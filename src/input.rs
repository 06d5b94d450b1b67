#![warn(missing_docs)]
#![warn(clippy::missing_docs_in_private_items)]

use std::{
    io::{self, BufRead, Write},
    path::{Path, PathBuf},
};

use peg::{error::ParseError, str::LineCol};

use crate::{
    constants::{INCORRECT_FILE_NAME, INPUT_PROMPT},
    grade::GradingError,
    parsers::parser,
    types::{CourseworkWeight, StudentMark},
};

/// An enum to represent possible errors while reading a marks file
#[derive(thiserror::Error, Debug)]
pub enum InputError {
    /// The first line is not `<count> <weight>`.
    #[error("Line {line}: expected `<student count> <coursework weight>`")]
    MalformedHeader {
        /// 1-based line number of the header.
        line:   usize,
        /// What the parser expected.
        #[source]
        source: ParseError<LineCol>,
    },
    /// A student line is not `<registration> <exam> <coursework>`.
    #[error("Line {line}: expected `<registration number> <exam mark> <coursework mark>`")]
    MalformedRecord {
        /// 1-based line number of the record.
        line:   usize,
        /// What the parser expected.
        #[source]
        source: ParseError<LineCol>,
    },
    /// The file has no header line at all.
    #[error("The marks file is empty")]
    Empty,
    /// The header announced a different number of students than the file
    /// holds.
    #[error("Expected {expected} student records but found {found}")]
    CountMismatch {
        /// Count from the header.
        expected: usize,
        /// Records actually present.
        found:    usize,
    },
    /// The header's coursework weight is out of range.
    #[error(transparent)]
    Grading(#[from] GradingError),
    /// The file could not be read.
    #[error("Could not read {}", path.display())]
    Io {
        /// Path that was being read.
        path:   PathBuf,
        /// Underlying error.
        #[source]
        source: io::Error,
    },
    /// Asking for a file name failed.
    #[error("Could not ask for an input file name")]
    Prompt(#[source] io::Error),
    /// Input ended before a readable file name was given.
    #[error("No input file name was given")]
    NoInput,
    /// Too many missing files were named.
    #[error("No readable input file after {0} attempts")]
    AttemptsExhausted(usize),
}

impl InputError {
    /// Whether this error means the named file does not exist.
    pub fn is_not_found(&self) -> bool {
        matches!(self, InputError::Io { source, .. } if source.kind() == io::ErrorKind::NotFound)
    }
}

/// Everything a marks file holds: the weighting and one mark per student.
#[derive(Debug, Clone, PartialEq)]
pub struct Marksheet {
    /// Coursework weight for the whole cohort.
    pub weight:  CourseworkWeight,
    /// Raw marks, in file order.
    pub records: Vec<StudentMark>,
}

impl Marksheet {
    /// Parses the contents of a marks file.
    ///
    /// The first non-blank line holds the student count and coursework weight;
    /// every later non-blank line holds one student. Blank lines are skipped
    /// and line numbers in errors count them.
    pub fn parse(text: &str) -> Result<Self, InputError> {
        let mut lines = text
            .lines()
            .enumerate()
            .map(|(i, l)| (i + 1, l))
            .filter(|(_, l)| !l.trim().is_empty());

        let (line, header) = lines.next().ok_or(InputError::Empty)?;
        let (expected, weight) = parser::header(header)
            .map_err(|source| InputError::MalformedHeader { line, source })?;
        let weight = CourseworkWeight::new(weight)?;

        let records = lines
            .map(|(line, l)| {
                parser::record(l).map_err(|source| InputError::MalformedRecord { line, source })
            })
            .collect::<Result<Vec<_>, _>>()?;

        if records.len() != expected {
            return Err(InputError::CountMismatch {
                expected,
                found: records.len(),
            });
        }

        Ok(Self { weight, records })
    }

    /// Reads and parses the marks file at `path`.
    pub fn load(path: impl AsRef<Path>) -> Result<Self, InputError> {
        let path = path.as_ref();
        let text = std::fs::read_to_string(path).map_err(|source| InputError::Io {
            path: path.to_path_buf(),
            source,
        })?;
        tracing::info!("{} opened successfully", path.display());

        Self::parse(&text)
    }
}

/// Source of input file names, so the retry loop can run without a terminal.
pub trait FileNamePrompt {
    /// Asks for a file name. `None` means there is nothing more to read.
    fn ask(&mut self) -> io::Result<Option<String>>;

    /// Tells the user that `name` does not exist.
    fn not_found(&mut self, name: &str) -> io::Result<()>;
}

/// Prompts on a writer and reads answers line by line from a reader.
pub struct TerminalPrompt<R, W> {
    /// Where answers come from.
    reader: R,
    /// Where prompts go.
    writer: W,
}

impl<R: BufRead, W: Write> TerminalPrompt<R, W> {
    /// Creates a prompt over any reader/writer pair.
    pub fn new(reader: R, writer: W) -> Self {
        Self { reader, writer }
    }
}

impl TerminalPrompt<io::StdinLock<'static>, io::Stdout> {
    /// Prompts on standard output and reads standard input.
    pub fn stdio() -> Self {
        Self::new(io::stdin().lock(), io::stdout())
    }
}

impl<R: BufRead, W: Write> FileNamePrompt for TerminalPrompt<R, W> {
    fn ask(&mut self) -> io::Result<Option<String>> {
        write!(self.writer, "{INPUT_PROMPT}")?;
        self.writer.flush()?;

        let mut answer = String::new();
        if self.reader.read_line(&mut answer)? == 0 {
            return Ok(None);
        }
        Ok(Some(answer.trim().to_string()))
    }

    fn not_found(&mut self, _name: &str) -> io::Result<()> {
        writeln!(self.writer, "{INCORRECT_FILE_NAME}")
    }
}

/// Keeps asking for a file name until one can be read, at most `attempts`
/// times.
///
/// Only a missing file earns another attempt; any other read or parse failure
/// is returned immediately.
pub fn read_with_prompt(
    prompt: &mut impl FileNamePrompt,
    attempts: usize,
) -> Result<(PathBuf, Marksheet), InputError> {
    for attempt in 1..=attempts {
        let Some(name) = prompt.ask().map_err(InputError::Prompt)? else {
            return Err(InputError::NoInput);
        };

        match Marksheet::load(&name) {
            Ok(marksheet) => return Ok((PathBuf::from(name), marksheet)),
            Err(e) if e.is_not_found() || name.is_empty() => {
                tracing::warn!("Attempt {attempt}/{attempts}: `{name}` not found");
                prompt.not_found(&name).map_err(InputError::Prompt)?;
            }
            Err(e) => return Err(e),
        }
    }

    Err(InputError::AttemptsExhausted(attempts))
}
------------------------------------------------------------------------
== What you need to do ==
For every line in the data above that holds "does", return the line itself.

== Answer for this exercise ==
    /// Whether this error means the named file does not exist.
    /// Tells the user that `name` does not exist.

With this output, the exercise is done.